Brambles run rampant behind rows of parked vehicles, some of which are here just for the evening, while others are settling in for the night. As a traveler on dreary North Northlake Way, you expect the lumber warehouse, the teriyaki joint, and the looming pile of rust that puts the gasworks in Gasworks Park. You would never dream that right here on North Northlake Way you could enjoy the sunset while sipping a mojito on a spotless sandy beach with Lake Union rippling mere inches from your toes.

Between chain links and weeds, where Caterarts once struggled to make a profit, a “Cuban Creole” restaurant called Buena Vista at the Lakeside has emerged as a relaxing spot to drink and dine. A dock stretches from the back patio, providing parking for happy-hour boaters, or a promenade for dining lovers to stroll between courses. And some of the indoor seating, primarily on the second story, rivals Gasworks Park as a place from which to view Seattle.
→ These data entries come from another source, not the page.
#[cfg(test)]
mod tests {
    use super::*;
    use crate::memory::MemoryCatalog;

    fn shell(api: &Arc<MemoryCatalog>) -> Shell<Vec<u8>> {
        Shell::new(Arc::clone(api) as Arc<dyn CatalogApi>, Duration::from_secs(5), Vec::new())
    }

    fn text(shell: &Shell<Vec<u8>>) -> String {
        String::from_utf8_lossy(shell.output()).into_owned()
    }

    fn revolver() -> Arc<MemoryCatalog> {
        Arc::new(
            MemoryCatalog::new()
                .with_album("Revolver", "1966-08-05")
                .with_song(42, "Taxman", 1),
        )
    }

    #[tokio::test(start_paused = true)]
    async fn delete_twice_runs_once_and_refreshes() {
        let api = revolver();
        let mut sh = shell(&api);

        sh.handle_line("delete song 42").await.expect("io");
        sh.handle_line("delete song 42").await.expect("io");
        let event = sh.board_mut().next_event().await.expect("completion");
        let update = sh.board_mut().handle_event(event);
        sh.apply(update).await.expect("io");

        let out = text(&sh);
        assert!(out.contains("delete song 42? repeat the command within 5s to confirm"));
        assert!(out.contains("song 42: Deleting..."));
        assert!(out.contains("song 42 deleted"));
        assert!(out.contains("No songs found"));
        assert_eq!(api.calls(), vec!["DELETE /songs/42", "GET /songs"]);
    }

    #[tokio::test(start_paused = true)]
    async fn invalid_form_reports_errors_without_arming() {
        let api = revolver();
        let mut sh = shell(&api);

        sh.handle_line("add album title=Rubber").await.expect("io");
        assert!(text(&sh).contains("invalid album: Release date is required"));
        assert!(sh.board().active().is_empty());
        assert!(api.calls().is_empty());
    }

    #[tokio::test(start_paused = true)]
    async fn changed_edit_rearms() {
        let api = revolver();
        let mut sh = shell(&api);

        sh.handle_line("edit album 1 title=Rubber").await.expect("io");
        sh.handle_line(r#"edit album 1 title="Rubber Soul""#)
            .await
            .expect("io");

        let out = text(&sh);
        assert!(out.contains("album 1: input changed, confirmation reset"));
        assert_eq!(out.matches("update album 1?").count(), 2);
        assert_eq!(sh.board().phase(Subject::album(1)), catalog_core::GatePhase::Armed);
        assert!(!api.calls().iter().any(|c| c.starts_with("PUT")));
    }

    #[tokio::test(start_paused = true)]
    async fn status_and_cancel() {
        let api = revolver();
        let mut sh = shell(&api);

        sh.handle_line("status").await.expect("io");
        sh.handle_line("rm album 1").await.expect("io");
        tokio::time::advance(Duration::from_millis(1200)).await;
        sh.handle_line("status").await.expect("io");
        sh.handle_line("cancel").await.expect("io");
        sh.handle_line("cancel album 1").await.expect("io");

        let out = text(&sh);
        assert!(out.contains("no armed or pending actions"));
        assert!(out.contains("album 1: \u{2713} Confirm (4s)"));
        assert!(out.contains("album 1: cancelled"));
        assert!(out.contains("album 1: nothing to cancel"));
    }

    #[tokio::test(start_paused = true)]
    async fn run_reads_until_quit() {
        let api = revolver();
        let mut sh = shell(&api);

        run(&mut sh, &b"songs\nbogus\nquit\nalbums\n"[..], false)
            .await
            .expect("run");

        let out = text(&sh);
        assert!(out.contains("Revolver"));
        assert!(out.contains("Taxman"));
        assert!(out.contains("unknown command: bogus"));
        assert_eq!(api.calls(), vec!["GET /albums", "GET /songs"]);
    }

    fn slow_revolver(latency_ms: u64) -> Arc<MemoryCatalog> {
        Arc::new(
            MemoryCatalog::new()
                .with_album("Revolver", "1966-08-05")
                .with_song(42, "Taxman", 1)
                .with_latency(Duration::from_millis(latency_ms)),
        )
    }

    #[tokio::test(start_paused = true)]
    async fn invalid_resubmit_keeps_pending_create_in_flight() {
        let api = slow_revolver(1000);
        let mut sh = shell(&api);
        let valid = "add album title=Rubber date=1965-12-03";

        sh.handle_line(valid).await.expect("io");
        sh.handle_line(valid).await.expect("io");
        sh.handle_line("add album title=Rubber").await.expect("io");
        assert_eq!(
            sh.board().phase(Subject::New(EntityKind::Album)),
            catalog_core::GatePhase::Pending
        );
        sh.handle_line(valid).await.expect("io");
        sh.handle_line(valid).await.expect("io");

        let event = sh.board_mut().next_event().await.expect("completion");
        let update = sh.board_mut().handle_event(event);
        sh.apply(update).await.expect("io");

        let out = text(&sh);
        assert!(out.contains("invalid album: Release date is required"));
        assert_eq!(out.matches("new album: already in progress").count(), 2);
        assert!(out.contains("created: Rubber"));
        let posts = api.calls().iter().filter(|c| *c == "POST /albums").count();
        assert_eq!(posts, 1);
    }

    #[tokio::test(start_paused = true)]
    async fn vanished_row_drops_completion_for_recreated_gate() {
        let api = slow_revolver(1000);
        let mut sh = shell(&api);

        sh.handle_line("delete song 42").await.expect("io");
        sh.handle_line("delete song 42").await.expect("io");
        // The call lands and queues its completion; the list refresh sees
        // the row gone first and disposes the gate.
        tokio::time::sleep(Duration::from_millis(1500)).await;
        sh.handle_line("songs").await.expect("io");

        sh.handle_line("delete song 42").await.expect("io");
        sh.handle_line("delete song 42").await.expect("io");
        let stale = sh.board_mut().next_event().await.expect("stale completion");
        assert_eq!(sh.board_mut().handle_event(stale), BoardUpdate::Unchanged);
        assert_eq!(
            sh.board().phase(Subject::song(42)),
            catalog_core::GatePhase::Pending
        );

        sh.handle_line("delete song 42").await.expect("io");
        let event = sh.board_mut().next_event().await.expect("completion");
        let update = sh.board_mut().handle_event(event);
        sh.apply(update).await.expect("io");

        let out = text(&sh);
        assert!(out.contains("song 42: already in progress"));
        assert!(out.contains("error: Song not found"));
        assert!(!out.contains("song 42 deleted"));
    }

    #[tokio::test(start_paused = true)]
    async fn cancel_during_delete_drops_the_outcome() {
        let api = slow_revolver(1000);
        let mut sh = shell(&api);

        sh.handle_line("delete song 42").await.expect("io");
        sh.handle_line("delete song 42").await.expect("io");
        sh.handle_line("cancel song 42").await.expect("io");

        let event = sh.board_mut().next_event().await.expect("completion");
        let update = sh.board_mut().handle_event(event);
        assert_eq!(update, BoardUpdate::Unchanged);
        sh.apply(update).await.expect("io");

        let out = text(&sh);
        assert!(out.contains("song 42: cancelled"));
        assert!(!out.contains("song 42 deleted"));
        assert_eq!(api.calls(), vec!["DELETE /songs/42"]);
    }

    #[tokio::test(start_paused = true)]
    async fn album_delete_refreshes_songs_too() {
        let api = revolver();
        let mut sh = shell(&api);

        sh.handle_line("delete album 1").await.expect("io");
        sh.handle_line("delete album 1").await.expect("io");
        let event = sh.board_mut().next_event().await.expect("completion");
        let update = sh.board_mut().handle_event(event);
        sh.apply(update).await.expect("io");

        assert!(api.album_ids().is_empty());
        assert_eq!(
            api.calls(),
            vec!["DELETE /albums/1", "GET /albums", "GET /songs"]
        );
        let out = text(&sh);
        assert!(out.contains("No albums found"));
        assert!(out.contains("No songs found"));
    }
}
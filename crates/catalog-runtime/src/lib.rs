//! catalog-runtime: the admin views of the music catalog, driven from a
//! terminal. Owns the gate board, the action invoker and the command surface;
//! the `catalog-admin` binary is a thin wrapper over this library.

pub mod board;
pub mod cli;
pub mod cmd_delete;
pub mod cmd_list;
pub mod command;
pub mod config;
pub mod invoker;
pub mod memory;
pub mod shell;

pub use board::{BoardUpdate, DisarmReason, GateBoard, GateEvent};
pub use invoker::{Action, ActionFailure, ActionResult, ActionSuccess, RefreshScope};
pub use memory::MemoryCatalog;
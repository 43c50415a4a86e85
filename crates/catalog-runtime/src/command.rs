//! Shell command parsing: `verb [kind] [id] key=value ...`.
//! Values may be double-quoted to include spaces.

use catalog_core::{AlbumDraft, EntityKind, SongDraft, Subject};
use thiserror::Error;

#[derive(Debug, Error, PartialEq, Eq)]
pub enum CommandError {
    #[error("unterminated quote")]
    UnterminatedQuote,

    #[error("unknown command: {0} (try `help`)")]
    Unknown(String),

    #[error("usage: {0}")]
    Usage(&'static str),

    #[error("invalid id: {0}")]
    BadId(String),

    #[error("unknown field `{field}` for {kind}")]
    UnknownField { kind: EntityKind, field: String },

    #[error("expected key=value, got `{0}`")]
    BadField(String),

    #[error("invalid yes/no value: {0}")]
    BadFlag(String),
}

pub const HELP: &str = "\
commands:
  albums | songs                        list and refresh
  delete album|song <id>                run twice to confirm
  add album title=.. date=.. [cover=..] run twice to confirm
  add song title=.. duration=.. track=.. album=.. [single=yes|no]
  edit album|song <id> key=value ...    run twice to confirm
  cancel [album|song <id> | new album|song]
  status                                armed and pending actions
  help | quit";

#[derive(Debug, Clone, PartialEq, Eq)]
pub enum ShellCommand {
    List(EntityKind),
    Delete(Subject),
    Add {
        kind: EntityKind,
        fields: Vec<(String, String)>,
    },
    Edit {
        kind: EntityKind,
        id: i64,
        fields: Vec<(String, String)>,
    },
    /// `None` cancels every armed or pending gate.
    Cancel(Option<Subject>),
    Status,
    Help,
    Quit,
}

/// Split on whitespace, honouring double quotes (`title="Abbey Road"`).
pub fn tokenize(line: &str) -> Result<Vec<String>, CommandError> {
    let mut tokens = Vec::new();
    let mut current = String::new();
    let mut in_token = false;
    let mut in_quotes = false;

    for ch in line.chars() {
        match ch {
            '"' => {
                in_quotes = !in_quotes;
                in_token = true;
            }
            c if c.is_whitespace() && !in_quotes => {
                if in_token {
                    tokens.push(std::mem::take(&mut current));
                    in_token = false;
                }
            }
            c => {
                current.push(c);
                in_token = true;
            }
        }
    }
    if in_quotes {
        return Err(CommandError::UnterminatedQuote);
    }
    if in_token {
        tokens.push(current);
    }
    Ok(tokens)
}

/// Parse one input line. Blank lines yield `None`.
pub fn parse(line: &str) -> Result<Option<ShellCommand>, CommandError> {
    let tokens = tokenize(line)?;
    let Some((verb, rest)) = tokens.split_first() else {
        return Ok(None);
    };

    let cmd = match verb.to_ascii_lowercase().as_str() {
        "albums" | "ls-albums" => ShellCommand::List(EntityKind::Album),
        "songs" | "ls-songs" => ShellCommand::List(EntityKind::Song),
        "ls" | "list" => match rest {
            [kind] => ShellCommand::List(parse_kind(kind, "ls albums|songs")?),
            _ => return Err(CommandError::Usage("ls albums|songs")),
        },
        "delete" | "rm" => match rest {
            [kind, id] => ShellCommand::Delete(Subject::Existing {
                kind: parse_kind(kind, "delete album|song <id>")?,
                id: parse_id(id)?,
            }),
            _ => return Err(CommandError::Usage("delete album|song <id>")),
        },
        "add" | "new" => match rest {
            [kind, fields @ ..] => ShellCommand::Add {
                kind: parse_kind(kind, "add album|song key=value ...")?,
                fields: parse_fields(fields)?,
            },
            [] => return Err(CommandError::Usage("add album|song key=value ...")),
        },
        "edit" => match rest {
            [kind, id, fields @ ..] => ShellCommand::Edit {
                kind: parse_kind(kind, "edit album|song <id> key=value ...")?,
                id: parse_id(id)?,
                fields: parse_fields(fields)?,
            },
            _ => return Err(CommandError::Usage("edit album|song <id> key=value ...")),
        },
        "cancel" => match rest {
            [] => ShellCommand::Cancel(None),
            [new, kind] if new.eq_ignore_ascii_case("new") => ShellCommand::Cancel(Some(
                Subject::New(parse_kind(kind, "cancel new album|song")?),
            )),
            [kind, id] => ShellCommand::Cancel(Some(Subject::Existing {
                kind: parse_kind(kind, "cancel album|song <id>")?,
                id: parse_id(id)?,
            })),
            _ => return Err(CommandError::Usage("cancel [album|song <id> | new album|song]")),
        },
        "status" => ShellCommand::Status,
        "help" | "?" => ShellCommand::Help,
        "quit" | "exit" | "q" => ShellCommand::Quit,
        other => return Err(CommandError::Unknown(other.to_string())),
    };
    Ok(Some(cmd))
}

fn parse_kind(raw: &str, usage: &'static str) -> Result<EntityKind, CommandError> {
    raw.parse().map_err(|_| CommandError::Usage(usage))
}

fn parse_id(raw: &str) -> Result<i64, CommandError> {
    raw.parse()
        .map_err(|_| CommandError::BadId(raw.to_string()))
}

fn parse_fields(raw: &[String]) -> Result<Vec<(String, String)>, CommandError> {
    raw.iter()
        .map(|token| {
            token
                .split_once('=')
                .map(|(k, v)| (k.to_ascii_lowercase(), v.to_string()))
                .ok_or_else(|| CommandError::BadField(token.clone()))
        })
        .collect()
}

fn parse_flag(raw: &str) -> Result<bool, CommandError> {
    match raw.to_ascii_lowercase().as_str() {
        "yes" | "y" | "true" | "1" => Ok(true),
        "no" | "n" | "false" | "0" => Ok(false),
        _ => Err(CommandError::BadFlag(raw.to_string())),
    }
}

pub fn apply_album_fields(
    draft: &mut AlbumDraft,
    fields: &[(String, String)],
) -> Result<(), CommandError> {
    for (key, value) in fields {
        match key.as_str() {
            "title" => draft.title = value.clone(),
            "date" | "release_date" => draft.release_date = value.clone(),
            "cover" | "coverart_url" => draft.coverart_url = value.clone(),
            _ => {
                return Err(CommandError::UnknownField {
                    kind: EntityKind::Album,
                    field: key.clone(),
                });
            }
        }
    }
    Ok(())
}

pub fn apply_song_fields(
    draft: &mut SongDraft,
    fields: &[(String, String)],
) -> Result<(), CommandError> {
    for (key, value) in fields {
        match key.as_str() {
            "title" => draft.title = value.clone(),
            "duration" | "duration_seconds" => draft.duration_seconds = value.clone(),
            "track" | "track_number" => draft.track_number = value.clone(),
            "single" | "is_single" => draft.is_single = parse_flag(value)?,
            "album" | "album_id" => draft.album_id = value.clone(),
            _ => {
                return Err(CommandError::UnknownField {
                    kind: EntityKind::Song,
                    field: key.clone(),
                });
            }
        }
    }
    Ok(())
}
If Caribbean escapism on an unsightly street is not juxtaposition enough, the cuisine itself may differ from the expectations of diners who have never ventured to Cuba for dinner: Your food will not come wrapped in a tortilla, nor does it feature Cajun-spiced charred meat. Spain’s old-world occupation of Cuba may have opened the fragile country to a few unwanted visitors, but exploitation produced some good grub, influenced by European, African and Caribbean flavors. Cuban Creole cuisine is not spicy but savory; think of it as colonial fusion, pioneering by a few centuries the wave of American restaurants now taking poetic license with traditional foods.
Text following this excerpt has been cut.